**WORK ITEM:**
Look for the word "ScanBounds" in the records, and copy each line where it appears.

___ SUPPLIED MATERIAL

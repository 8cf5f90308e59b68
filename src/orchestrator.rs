// src/orchestrator.rs

//! Drives the token pipeline over the document's text styles. Each style
//! contributes its CSS-like token attributes, and each style group gets
//! one render/scan round trip to measure its visual crop.
//!
//! The orchestrator is the token store's only writer. It processes styles
//! strictly in document order and keeps at most one render in flight;
//! `AnalyzerLink::request_scan` is its single suspension point.

use crate::error::PipelineError;
use crate::fontstyle::parse_font_style;
use crate::message::ScanBounds;
use crate::provider::StyleProvider;
use crate::style::{self, StyleDefinition};
use crate::tokens::{TokenMap, TokenStore, TokenValue};
use crate::transport::AnalyzerLink;
use log::{debug, info, trace, warn};
use std::collections::HashSet;

/// The fixed glyph run typeset for every crop measurement.
pub const SAMPLE_TEXT: &str = "HHHHH";

/// State machine over the document's styles.
pub struct TokenOrchestrator<'a> {
    provider: &'a mut dyn StyleProvider,
    link: &'a mut dyn AnalyzerLink,
    store: TokenStore,
    /// Groups whose crop has already been requested. The store also holds
    /// a placeholder `crop` object per requested group, but the guard
    /// itself is this set, not the placeholder's presence.
    crop_requested: HashSet<String>,
}

impl<'a> TokenOrchestrator<'a> {
    pub fn new(provider: &'a mut dyn StyleProvider, link: &'a mut dyn AnalyzerLink) -> Self {
        TokenOrchestrator {
            provider,
            link,
            store: TokenStore::new(),
            crop_requested: HashSet::new(),
        }
    }

    /// Runs the pipeline over every qualifying style, hands the finished
    /// store to the UI side, and returns it.
    pub fn run(mut self) -> Result<TokenStore, PipelineError> {
        let styles = self
            .provider
            .list_text_styles()
            .map_err(PipelineError::Provider)?;
        let total = styles.len();
        // Only names with exactly one separator qualify; the rest are
        // silently excluded, not errors.
        let qualifying: Vec<StyleDefinition> = styles
            .into_iter()
            .filter(|def| style::split_style_name(&def.name).is_some())
            .collect();
        info!(
            "orchestrator: {} of {} styles qualify for token derivation",
            qualifying.len(),
            total
        );

        for def in &qualifying {
            self.process_style(def)?;
        }

        let store = self.store;
        self.link.post_config(store.clone())?;
        Ok(store)
    }

    fn process_style(&mut self, def: &StyleDefinition) -> Result<(), PipelineError> {
        let Some((group, variant)) = style::split_style_name(&def.name) else {
            return Ok(());
        };
        trace!(
            "orchestrator: style '{}' -> group '{}', variant '{}'",
            def.name,
            group,
            variant
        );

        // Every conversion below divides by the font size.
        if !def.font_size.is_finite() || def.font_size <= 0.0 {
            return Err(PipelineError::BadStyleGeometry {
                style: def.name.clone(),
                font_size: def.font_size,
            });
        }

        // Attributes that never depend on the rendered sample. Group-level
        // keys are overwritten by every variant; the last one wins.
        self.store.set_path(
            &[group, "fontSize", variant],
            TokenValue::Str(format!("{}px", def.font_size)),
        );
        self.store.set_path(
            &[group, "letterSpacing"],
            TokenValue::Str(format!(
                "{}em",
                style::letter_spacing_em(def.letter_spacing, def.font_size)
            )),
        );
        if let Some(transform) = def.text_case.text_transform() {
            self.store
                .set_path(&[group, "textTransform"], TokenValue::str(transform));
        }
        if let Some(family) = def.font.family() {
            self.store.set_path(
                &[group, "fontFamily"],
                TokenValue::Array(vec![TokenValue::str(family)]),
            );
        }
        let parsed = parse_font_style(def.font.face_label().unwrap_or(""));
        self.store.set_path(
            &[group, "fontWeight"],
            TokenValue::Number(f64::from(parsed.weight)),
        );
        self.store
            .set_path(&[group, "fontStyle"], TokenValue::str(parsed.slant.as_css()));

        // Crop is computed once per group, claimed by whichever variant
        // gets here first.
        if self.crop_requested.contains(group) {
            trace!(
                "orchestrator: crop for group '{}' already requested; skipping",
                group
            );
            return Ok(());
        }

        self.measure_crop(def, group)
    }

    /// Issues the one render/scan round trip for `group` and merges the
    /// crop and the measured line height into the store.
    fn measure_crop(&mut self, def: &StyleDefinition, group: &str) -> Result<(), PipelineError> {
        // Explicit line height first; `Auto` stays null until measured.
        let line_height = style::line_height_ratio(def.line_height, def.font_size);
        self.store.set_path(
            &[group, "lineHeight"],
            line_height.map(TokenValue::Number).unwrap_or(TokenValue::Null),
        );

        // The placeholder goes in before the suspension point so later
        // variants of this group see the crop as already claimed even
        // while the render is in flight.
        self.store
            .set_path(&[group, "crop"], TokenValue::empty_object());
        self.crop_requested.insert(group.to_string());

        if !def.font.is_mixed() {
            self.provider
                .ensure_font_loaded(&def.font)
                .map_err(PipelineError::Provider)?;
        }

        debug!(
            "orchestrator: rendering sample for style '{}' (group '{}')",
            def.name, group
        );
        let bytes = self
            .provider
            .render_sample_glyph_image(&def.id, SAMPLE_TEXT)
            .map_err(PipelineError::Provider)?;

        let bounds = self.link.request_scan(&def.id, bytes)?;
        self.merge_crop(def, group, bounds);
        Ok(())
    }

    fn merge_crop(&mut self, def: &StyleDefinition, group: &str, bounds: ScanBounds) {
        let ScanBounds { top, bottom, height } = bounds;
        if top.is_none() || bottom.is_none() {
            warn!(
                "orchestrator: sample for group '{}' had no opaque pixels; crop bounds stay null",
                group
            );
        }

        let mut crop = TokenMap::new();
        crop.insert("top", opt_number(top));
        crop.insert("bottom", opt_number(bottom));
        crop.insert("fontSize", TokenValue::Number(def.font_size));
        self.store.set_path(&[group, "crop"], TokenValue::Object(crop));

        // A deferred line height resolves to the full rendered extent
        // over the font size.
        if matches!(
            self.store.get_path(&[group, "lineHeight"]),
            Some(TokenValue::Null)
        ) {
            let measured = f64::from(height) / def.font_size;
            debug!(
                "orchestrator: measured line height {} for group '{}'",
                measured, group
            );
            self.store
                .set_path(&[group, "lineHeight"], TokenValue::Number(measured));
        }

        // The final line height, explicit or measured, is mirrored into
        // the crop so its consumers never need the parent key.
        let line_height = self
            .store
            .get_path(&[group, "lineHeight"])
            .cloned()
            .unwrap_or(TokenValue::Null);
        self.store
            .set_path(&[group, "crop", "lineHeight"], line_height);
    }
}

fn opt_number(value: Option<u32>) -> TokenValue {
    value
        .map(|n| TokenValue::Number(f64::from(n)))
        .unwrap_or(TokenValue::Null)
}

______

**SOLUTION TO THE PROBLEM:**
use crate::message::ScanBounds;
    fn merge_crop(&mut self, def: &StyleDefinition, group: &str, bounds: ScanBounds) {
        let ScanBounds { top, bottom, height } = bounds;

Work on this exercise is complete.